Activity:
Which lines in the records below contain the word "trim"? Copy each one.

BEGIN Available data

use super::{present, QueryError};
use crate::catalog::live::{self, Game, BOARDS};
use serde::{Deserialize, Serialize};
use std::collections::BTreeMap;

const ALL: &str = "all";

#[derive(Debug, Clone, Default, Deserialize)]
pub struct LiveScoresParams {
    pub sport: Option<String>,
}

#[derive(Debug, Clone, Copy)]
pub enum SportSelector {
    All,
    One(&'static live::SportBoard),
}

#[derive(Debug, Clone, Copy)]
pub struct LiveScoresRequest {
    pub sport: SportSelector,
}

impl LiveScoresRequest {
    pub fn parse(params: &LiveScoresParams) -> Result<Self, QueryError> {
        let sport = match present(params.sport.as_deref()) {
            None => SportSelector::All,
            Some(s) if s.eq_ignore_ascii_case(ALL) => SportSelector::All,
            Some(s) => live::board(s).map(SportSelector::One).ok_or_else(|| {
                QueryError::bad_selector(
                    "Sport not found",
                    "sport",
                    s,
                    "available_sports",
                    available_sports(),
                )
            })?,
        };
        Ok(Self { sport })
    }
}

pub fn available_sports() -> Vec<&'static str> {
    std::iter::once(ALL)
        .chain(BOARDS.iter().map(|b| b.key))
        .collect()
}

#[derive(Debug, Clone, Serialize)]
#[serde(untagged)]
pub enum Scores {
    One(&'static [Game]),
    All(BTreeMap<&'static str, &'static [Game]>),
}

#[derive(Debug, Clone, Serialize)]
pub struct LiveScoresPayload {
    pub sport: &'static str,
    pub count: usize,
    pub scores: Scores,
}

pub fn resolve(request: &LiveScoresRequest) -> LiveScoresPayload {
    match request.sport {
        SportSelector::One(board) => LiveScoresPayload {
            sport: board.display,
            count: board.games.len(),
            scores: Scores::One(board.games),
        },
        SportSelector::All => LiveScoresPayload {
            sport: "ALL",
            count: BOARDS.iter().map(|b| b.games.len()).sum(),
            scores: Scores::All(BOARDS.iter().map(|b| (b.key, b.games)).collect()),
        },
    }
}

END Available data
BEGIN Available data

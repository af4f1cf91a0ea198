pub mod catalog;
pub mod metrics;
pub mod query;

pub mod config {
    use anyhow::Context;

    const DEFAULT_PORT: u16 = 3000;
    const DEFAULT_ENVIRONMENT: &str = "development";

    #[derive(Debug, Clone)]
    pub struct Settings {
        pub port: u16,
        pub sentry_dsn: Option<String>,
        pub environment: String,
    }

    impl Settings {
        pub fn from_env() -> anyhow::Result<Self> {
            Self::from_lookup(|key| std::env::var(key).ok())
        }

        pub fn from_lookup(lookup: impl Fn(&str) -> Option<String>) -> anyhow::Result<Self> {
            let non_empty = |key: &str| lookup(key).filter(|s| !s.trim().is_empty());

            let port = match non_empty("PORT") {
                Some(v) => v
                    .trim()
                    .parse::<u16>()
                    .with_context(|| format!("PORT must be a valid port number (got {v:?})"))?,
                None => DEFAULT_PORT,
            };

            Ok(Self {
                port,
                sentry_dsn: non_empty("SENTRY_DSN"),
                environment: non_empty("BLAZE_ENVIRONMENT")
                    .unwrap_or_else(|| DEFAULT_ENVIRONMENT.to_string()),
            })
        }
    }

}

END Available data

Output of the task:
            let non_empty = |key: &str| lookup(key).filter(|s| !s.trim().is_empty());
                    .trim()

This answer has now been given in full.